Brand, professional services, the winds of change and the Windsors

A few years back I remember sitting in the boardroom of an insurance company, listening to the majority of the directors talk down the ability of their employees to initiate, engage and innovate. How wrong they turned out to be when, after inverting the usual engagement cascade, the same employees revolutionised the way that company did business, transformed the culture and gave the brand the boost it needed to climb onto the brand leaders’ rostrum.

Last May, I facilitated a discussion about brand engagement at a large gathering of partners and associates from the professional services sector. There’s finally much talk of brand in these circles. It’s largely couched in terms like reputation and image, includes large doses of skepticism, but it’s brand related all the same. It does remind me, however, of the aforementioned boardroom chatter.
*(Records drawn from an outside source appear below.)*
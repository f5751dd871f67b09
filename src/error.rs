//! Error types for the circuit breaker library.

use thiserror::Error;

/// Result type for calls made through a circuit breaker.
pub type BreakerResult<T, E> = Result<T, BreakerError<E>>;

/// Returned by an admission check when the breaker is open.
///
/// The protected operation was not attempted.
#[derive(Debug, Clone, Copy, PartialEq, Eq, Error)]
#[error("circuit is open")]
pub struct CircuitOpen;

/// Error type for calls made through a circuit breaker.
#[derive(Debug, Error)]
pub enum BreakerError<E> {
    /// The circuit is open, the call was rejected without running.
    #[error("circuit is open")]
    Open,

    /// The underlying operation ran and failed.
    #[error("operation error: {0}")]
    Operation(#[source] E),
}

impl<E> BreakerError<E> {
    /// Whether the call was rejected by the breaker.
    pub fn is_open(&self) -> bool {
        matches!(self, BreakerError::Open)
    }

    /// Returns the operation's own error, if it ran.
    pub fn into_operation(self) -> Option<E> {
        match self {
            BreakerError::Open => None,
            BreakerError::Operation(e) => Some(e),
        }
    }
}

impl<E> From<CircuitOpen> for BreakerError<E> {
    fn from(_: CircuitOpen) -> Self {
        BreakerError::Open
    }
}

/// Invalid circuit breaker construction parameters.
#[derive(Debug, Clone, Copy, PartialEq, Error)]
pub enum ConfigError {
    /// Success rate threshold outside of `(0, 1]`.
    #[error("threshold must be in (0, 1], got {0}")]
    InvalidThreshold(f64),

    /// A minimum sample size of zero would evaluate an empty window.
    #[error("min_requests must be at least 1")]
    ZeroMinRequests,
}
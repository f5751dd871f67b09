//! Policy engine deciding the next state when a window is evaluated.

use crate::config::DEFAULT_THRESHOLD;
use crate::error::ConfigError;
use crate::metrics::WindowStats;
use crate::state::State;

/// Decides the state a breaker moves to when a full window is evaluated.
///
/// The breaker only consults the policy once `min_requests` outcomes have
/// accumulated and the cooldown has elapsed, and always resets the window
/// afterwards. Implementations must be pure: they run inside the breaker's
/// critical section.
pub trait BreakerPolicy: Send + Sync + 'static {
    /// Returns the state that follows `current` given the evaluated window.
    fn evaluate(&self, current: State, window: &WindowStats) -> State;

    /// Checks the policy's parameters when the breaker is built.
    fn validate(&self) -> Result<(), ConfigError> {
        Ok(())
    }
}

/// Default policy comparing the window's success rate against a threshold.
///
/// A half-open breaker always resolves: closed when the rate reaches the
/// threshold, open otherwise. A closed breaker only ever degrades to open.
/// An open breaker stays open whatever the rate; it can only recover
/// through a half-open probe window.
#[derive(Debug, Clone, Copy, PartialEq)]
pub struct SuccessRatePolicy {
    threshold: f64,
}

impl SuccessRatePolicy {
    /// Creates a policy requiring at least `threshold` of calls to succeed.
    pub fn new(threshold: f64) -> Result<Self, ConfigError> {
        let policy = Self { threshold };
        policy.validate()?;
        Ok(policy)
    }

    pub(crate) const fn unchecked(threshold: f64) -> Self {
        Self { threshold }
    }

    /// The minimum acceptable success rate.
    pub fn threshold(&self) -> f64 {
        self.threshold
    }
}

impl Default for SuccessRatePolicy {
    fn default() -> Self {
        Self::unchecked(DEFAULT_THRESHOLD)
    }
}

impl BreakerPolicy for SuccessRatePolicy {
    fn evaluate(&self, current: State, window: &WindowStats) -> State {
        let healthy = window.success_rate() >= self.threshold;

        match current {
            State::HalfOpen if healthy => State::Closed,
            State::HalfOpen => State::Open,
            _ if !healthy => State::Open,
            other => other,
        }
    }

    fn validate(&self) -> Result<(), ConfigError> {
        // NaN fails both comparisons
        if self.threshold > 0.0 && self.threshold <= 1.0 {
            Ok(())
        } else {
            Err(ConfigError::InvalidThreshold(self.threshold))
        }
    }
}
use adaptive_breaker::{CircuitBreaker, ManualClock};
use criterion::{black_box, criterion_group, criterion_main, Criterion};
use std::error::Error;
use std::fmt;
use std::time::Duration;

// Custom error type that implements Error trait
#[derive(Debug)]
struct BenchError(String);

impl BenchError {
    fn new(msg: &str) -> Self {
        BenchError(msg.to_string())
    }
}

impl fmt::Display for BenchError {
    fn fmt(&self, f: &mut fmt::Formatter<'_>) -> fmt::Result {
        write!(f, "Benchmark error: {}", self.0)
    }
}

impl Error for BenchError {}

fn successful_operation() -> Result<(), BenchError> {
    Ok(())
}

fn failing_operation() -> Result<(), BenchError> {
    Err(BenchError::new("Simulated failure"))
}

fn bench_circuit_breaker_closed(c: &mut Criterion) {
    let breaker = CircuitBreaker::new(0.8, 10, Duration::from_secs(30)).unwrap();

    c.bench_function("circuit_breaker_closed_success", |b| {
        b.iter(|| black_box(breaker.call(successful_operation)));
    });
}

fn bench_circuit_breaker_open_rejection(c: &mut Criterion) {
    let breaker = {
        // The manual clock never moves again, so the breaker stays open
        let clock = ManualClock::new();
        let tripped = CircuitBreaker::builder()
            .min_requests(1)
            .cooldown(Duration::from_secs(3600))
            .clock(clock.clone())
            .build()
            .unwrap();
        clock.advance(Duration::from_secs(3600));
        let _ = tripped.call(failing_operation);
        tripped
    };

    c.bench_function("circuit_breaker_open_rejection", |b| {
        b.iter(|| black_box(breaker.call(successful_operation)));
    });
}

fn bench_circuit_breaker_evaluation(c: &mut Criterion) {
    let breaker = CircuitBreaker::new(0.5, 10, Duration::ZERO).unwrap();

    c.bench_function("circuit_breaker_evaluation", |b| {
        b.iter_custom(|iters| {
            let start = std::time::Instant::now();

            for _ in 0..iters {
                // Each block of ten reports completes a window
                for n in 0..10 {
                    breaker.report(black_box(n % 3 != 0));
                }
            }

            start.elapsed()
        });
    });
}

fn bench_circuit_breaker_concurrent(c: &mut Criterion) {
    use std::sync::{Arc, Barrier};
    use std::thread;

    let breaker = CircuitBreaker::builder()
        .threshold(0.5)
        .min_requests(100)
        .cooldown(Duration::from_secs(30))
        .build()
        .unwrap();

    const THREAD_COUNT: usize = 4;
    const ITERATIONS_PER_THREAD: usize = 1000;

    c.bench_function("circuit_breaker_concurrent", |b| {
        b.iter(|| {
            let barrier = Arc::new(Barrier::new(THREAD_COUNT + 1));
            let mut handles = Vec::with_capacity(THREAD_COUNT);

            for _ in 0..THREAD_COUNT {
                let thread_breaker = breaker.clone();
                let thread_barrier = Arc::clone(&barrier);

                handles.push(thread::spawn(move || {
                    thread_barrier.wait();
                    for _ in 0..ITERATIONS_PER_THREAD {
                        let _ = black_box(thread_breaker.call(successful_operation));
                    }
                }));
            }

            // Start all threads simultaneously
            barrier.wait();

            for handle in handles {
                handle.join().unwrap();
            }
        });
    });
}

criterion_group!(
    benches,
    bench_circuit_breaker_closed,
    bench_circuit_breaker_open_rejection,
    bench_circuit_breaker_evaluation,
    bench_circuit_breaker_concurrent
);
criterion_main!(benches);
With increasing global competition for clients and talent; mergers and acquisitions taking flight as well as a growing paranoia about new media and the difficulty of imposing hierarchical cultural norms, it’s hardly a surprise that partners want to understand, bottle, brand and manage their magic circle “magic dust” or usp. But it isn’t easy.

In an attempt to deflect any tension by adopting a neutral metaphor for change, I compared brand development to the recent royal wedding. Yes, there was plenty of pomp and pageantry, there was tradition, legacy and protocol. But key to the success of brands, as exemplified at the recent wedding, is behaviour epitomised in this case by the notion of keeping “the common touch”. The behaviours of the key protagonists in the wedding party was exemplary, it was touching and ultimately engaging. It represented a watershed for the Windsors and was a triumph for the melting pot that is, brand Britain.

Getting the signage and livery right is sexy and often expensive….but that’s the easy bit. Service industry brands are hugely dependent upon the qualities inherent in their partners and people. Defining and then transforming professional services brands involves visualising, living and then sustaining a unique culture. As the winds of change start blowing up a gale in this sector, values and culture development is the real brand battleground, making these very exciting times.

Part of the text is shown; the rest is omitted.